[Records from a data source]
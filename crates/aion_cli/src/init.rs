//! `aion init` — project scaffolding command.
//!
//! Creates a new Aion project directory with standard layout: `src/`, `tests/`,
//! `constraints/`, `ip/`, an `aion.toml` config file, and a template top module
//! with testbench.

use std::fs;
use std::io;
use std::path::{Path, PathBuf};

use crate::HdlLanguage;

/// Runs the `aion init` command.
///
/// If `name` is `Some`, creates a new subdirectory with that name.
/// Otherwise initializes in the current working directory.
/// Returns exit code 0 on success.
pub fn run(
    name: Option<String>,
    lang: HdlLanguage,
    target: Option<String>,
) -> Result<i32, Box<dyn std::error::Error>> {
    let project_dir = match &name {
        Some(n) => {
            let dir = PathBuf::from(n);
            if dir.exists() {
                return Err(format!("directory '{}' already exists", n).into());
            }
            fs::create_dir_all(&dir)?;
            dir
        }
        None => std::env::current_dir()?,
    };

    let project_name = project_dir
        .file_name()
        .and_then(|n| n.to_str())
        .unwrap_or("my_project");

    eprintln!("  Creating new Aion project `{project_name}`");

    create_directories(&project_dir)?;

    let top_ext = top_extension(lang);
    let tb_ext = testbench_extension(lang);

    write_aion_toml(&project_dir, project_name, target.as_deref(), top_ext)?;
    write_top_file(&project_dir, lang, top_ext)?;
    write_testbench_file(&project_dir, lang, tb_ext)?;

    eprintln!("     Created {}", project_dir.join("aion.toml").display());
    eprintln!(
        "     Created {}",
        project_dir
            .join("src")
            .join(format!("top.{top_ext}"))
            .display()
    );
    eprintln!(
        "     Created {}",
        project_dir
            .join("tests")
            .join(format!("top_tb.{tb_ext}"))
            .display()
    );

    Ok(0)
}

/// Creates the standard project directories.
fn create_directories(root: &Path) -> io::Result<()> {
    for dir in &["src", "tests", "constraints", "ip"] {
        fs::create_dir_all(root.join(dir))?;
    }
    Ok(())
}

/// Returns the file extension for the top module file.
fn top_extension(lang: HdlLanguage) -> &'static str {
    match lang {
        HdlLanguage::Vhdl => "vhd",
        HdlLanguage::Verilog => "v",
        HdlLanguage::SystemVerilog => "sv",
    }
}

/// Returns the file extension for the testbench file.
fn testbench_extension(lang: HdlLanguage) -> &'static str {
    match lang {
        HdlLanguage::Vhdl => "vhd",
        HdlLanguage::Verilog => "v",
        HdlLanguage::SystemVerilog => "sv",
    }
}

/// Writes the `aion.toml` configuration file.
fn write_aion_toml(root: &Path, name: &str, target: Option<&str>, ext: &str) -> io::Result<()> {
    let mut content = format!(
        r#"[project]
name = "{name}"
version = "0.1.0"
top = "top"

[lint]
deny = []
allow = []
"#
    );

    if let Some(device) = target {
        content.push_str(&format!(
            r#"
[targets.default]
device = "{device}"
family = "unknown"
"#
        ));
    }

    // Add a comment about the source directory
    content.push_str(&format!("\n# Source files are in src/top.{ext}\n"));

    fs::write(root.join("aion.toml"), content)
}

/// Writes a template top module file.
fn write_top_file(root: &Path, lang: HdlLanguage, ext: &str) -> io::Result<()> {
    let content = match lang {
        HdlLanguage::SystemVerilog => r#"module top (
    input  logic clk,
    input  logic rst_n,
    output logic led
);

    // TODO: Add your design here
    assign led = 1'b0;

endmodule
"#
        .to_string(),
        HdlLanguage::Verilog => r#"module top (
    input  clk,
    input  rst_n,
    output led
);

    // TODO: Add your design here
    assign led = 1'b0;

endmodule
"#
        .to_string(),
        HdlLanguage::Vhdl => r#"library ieee;
use ieee.std_logic_1164.all;

entity top is
    port (
        clk   : in  std_logic;
        rst_n : in  std_logic;
        led   : out std_logic
    );
end entity top;

architecture rtl of top is
begin
    -- TODO: Add your design here
    led <= '0';
end architecture rtl;
"#
        .to_string(),
    };
    fs::write(root.join("src").join(format!("top.{ext}")), content)
}

/// Writes a template testbench file.
fn write_testbench_file(root: &Path, lang: HdlLanguage, ext: &str) -> io::Result<()> {
    let content = match lang {
        HdlLanguage::SystemVerilog => r#"module top_tb;

    logic clk;
    logic rst_n;
    logic led;

    top uut (
        .clk   (clk),
        .rst_n (rst_n),
        .led   (led)
    );

    initial begin
        clk = 0;
        forever #5 clk = ~clk;
    end

    initial begin
        rst_n = 0;
        #20 rst_n = 1;
        #100 $finish;
    end

endmodule
"#
        .to_string(),
        HdlLanguage::Verilog => r#"module top_tb;

    reg clk;
    reg rst_n;
    wire led;

    top uut (
        .clk   (clk),
        .rst_n (rst_n),
        .led   (led)
    );

    initial begin
        clk = 0;
        forever #5 clk = ~clk;
    end

    initial begin
        rst_n = 0;
        #20 rst_n = 1;
        #100 $finish;
    end

endmodule
"#
        .to_string(),
        HdlLanguage::Vhdl => r#"library ieee;
use ieee.std_logic_1164.all;

entity top_tb is
end entity top_tb;

architecture sim of top_tb is
    signal clk   : std_logic := '0';
    signal rst_n : std_logic := '0';
    signal led   : std_logic;
begin

    uut : entity work.top
        port map (
            clk   => clk,
            rst_n => rst_n,
            led   => led
        );

    clk <= not clk after 5 ns;

    process
    begin
        rst_n <= '0';
        wait for 20 ns;
        rst_n <= '1';
        wait for 100 ns;
        assert false report "Simulation finished" severity failure;
    end process;

end architecture sim;
"#
        .to_string(),
    };
    fs::write(root.join("tests").join(format!("top_tb.{ext}")), content)
}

→ **WORK TO COMPLETE**: Keeping every word in place, restate the entries above.

→ **EXPECTED ANSWER**:
filename crates/aion_cli/src/init.rs
//! `aion init` — project scaffolding command.
//!
//! Creates a new Aion project directory with standard layout: `src/`, `tests/`,
//! `constraints/`, `ip/`, an `aion.toml` config file, and a template top module
//! with testbench.

use std::fs;
use std::io;
use std::path::{Path, PathBuf};

use crate::HdlLanguage;

/// Runs the `aion init` command.
///
/// If `name` is `Some`, creates a new subdirectory with that name.
/// Otherwise initializes in the current working directory.
/// Returns exit code 0 on success.
pub fn run(
    name: Option<String>,
    lang: HdlLanguage,
    target: Option<String>,
) -> Result<i32, Box<dyn std::error::Error>> {
    let project_dir = match &name {
        Some(n) => {
            let dir = PathBuf::from(n);
            if dir.exists() {
                return Err(format!("directory '{}' already exists", n).into());
            }
            fs::create_dir_all(&dir)?;
            dir
        }
        None => std::env::current_dir()?,
    };

    let project_name = project_dir
        .file_name()
        .and_then(|n| n.to_str())
        .unwrap_or("my_project");

    eprintln!("  Creating new Aion project `{project_name}`");

    create_directories(&project_dir)?;

    let top_ext = top_extension(lang);
    let tb_ext = testbench_extension(lang);

    write_aion_toml(&project_dir, project_name, target.as_deref(), top_ext)?;
    write_top_file(&project_dir, lang, top_ext)?;
    write_testbench_file(&project_dir, lang, tb_ext)?;

    eprintln!("     Created {}", project_dir.join("aion.toml").display());
    eprintln!(
        "     Created {}",
        project_dir
            .join("src")
            .join(format!("top.{top_ext}"))
            .display()
    );
    eprintln!(
        "     Created {}",
        project_dir
            .join("tests")
            .join(format!("top_tb.{tb_ext}"))
            .display()
    );

    Ok(0)
}

/// Creates the standard project directories.
fn create_directories(root: &Path) -> io::Result<()> {
    for dir in &["src", "tests", "constraints", "ip"] {
        fs::create_dir_all(root.join(dir))?;
    }
    Ok(())
}

/// Returns the file extension for the top module file.
fn top_extension(lang: HdlLanguage) -> &'static str {
    match lang {
        HdlLanguage::Vhdl => "vhd",
        HdlLanguage::Verilog => "v",
        HdlLanguage::SystemVerilog => "sv",
    }
}

/// Returns the file extension for the testbench file.
fn testbench_extension(lang: HdlLanguage) -> &'static str {
    match lang {
        HdlLanguage::Vhdl => "vhd",
        HdlLanguage::Verilog => "v",
        HdlLanguage::SystemVerilog => "sv",
    }
}

/// Writes the `aion.toml` configuration file.
fn write_aion_toml(root: &Path, name: &str, target: Option<&str>, ext: &str) -> io::Result<()> {
    let mut content = format!(
        r#"[project]
name = "{name}"
version = "0.1.0"
top = "top"

[lint]
deny = []
allow = []
"#
    );

    if let Some(device) = target {
        content.push_str(&format!(
            r#"
[targets.default]
device = "{device}"
family = "unknown"
"#
        ));
    }

    // Add a comment about the source directory
    content.push_str(&format!("\n# Source files are in src/top.{ext}\n"));

    fs::write(root.join("aion.toml"), content)
}

/// Writes a template top module file.
fn write_top_file(root: &Path, lang: HdlLanguage, ext: &str) -> io::Result<()> {
    let content = match lang {
        HdlLanguage::SystemVerilog => r#"module top (
    input  logic clk,
    input  logic rst_n,
    output logic led
);

    // TODO: Add your design here
    assign led = 1'b0;

endmodule
"#
        .to_string(),
        HdlLanguage::Verilog => r#"module top (
    input  clk,
    input  rst_n,
    output led
);

    // TODO: Add your design here
    assign led = 1'b0;

endmodule
"#
        .to_string(),
        HdlLanguage::Vhdl => r#"library ieee;
use ieee.std_logic_1164.all;

entity top is
    port (
        clk   : in  std_logic;
        rst_n : in  std_logic;
        led   : out std_logic
    );
end entity top;

architecture rtl of top is
begin
    -- TODO: Add your design here
    led <= '0';
end architecture rtl;
"#
        .to_string(),
    };
    fs::write(root.join("src").join(format!("top.{ext}")), content)
}

/// Writes a template testbench file.
fn write_testbench_file(root: &Path, lang: HdlLanguage, ext: &str) -> io::Result<()> {
    let content = match lang {
        HdlLanguage::SystemVerilog => r#"module top_tb;

    logic clk;
    logic rst_n;
    logic led;

    top uut (
        .clk   (clk),
        .rst_n (rst_n),
        .led   (led)
    );

    initial begin
        clk = 0;
        forever #5 clk = ~clk;
    end

    initial begin
        rst_n = 0;
        #20 rst_n = 1;
        #100 $finish;
    end

endmodule
"#
        .to_string(),
        HdlLanguage::Verilog => r#"module top_tb;

    reg clk;
    reg rst_n;
    wire led;

    top uut (
        .clk   (clk),
        .rst_n (rst_n),
        .led   (led)
    );

    initial begin
        clk = 0;
        forever #5 clk = ~clk;
    end

    initial begin
        rst_n = 0;
        #20 rst_n = 1;
        #100 $finish;
    end

endmodule
"#
        .to_string(),
        HdlLanguage::Vhdl => r#"library ieee;
use ieee.std_logic_1164.all;

entity top_tb is
end entity top_tb;

architecture sim of top_tb is
    signal clk   : std_logic := '0';
    signal rst_n : std_logic := '0';
    signal led   : std_logic;
begin

    uut : entity work.top
        port map (
            clk   => clk,
            rst_n => rst_n,
            led   => led
        );

    clk <= not clk after 5 ns;

    process
    begin
        rst_n <= '0';
        wait for 20 ns;
        rst_n <= '1';
        wait for 100 ns;
        assert false report "Simulation finished" severity failure;
    end process;

end architecture sim;
"#
        .to_string(),
    };
    fs::write(root.join("tests").join(format!("top_tb.{ext}")), content)
}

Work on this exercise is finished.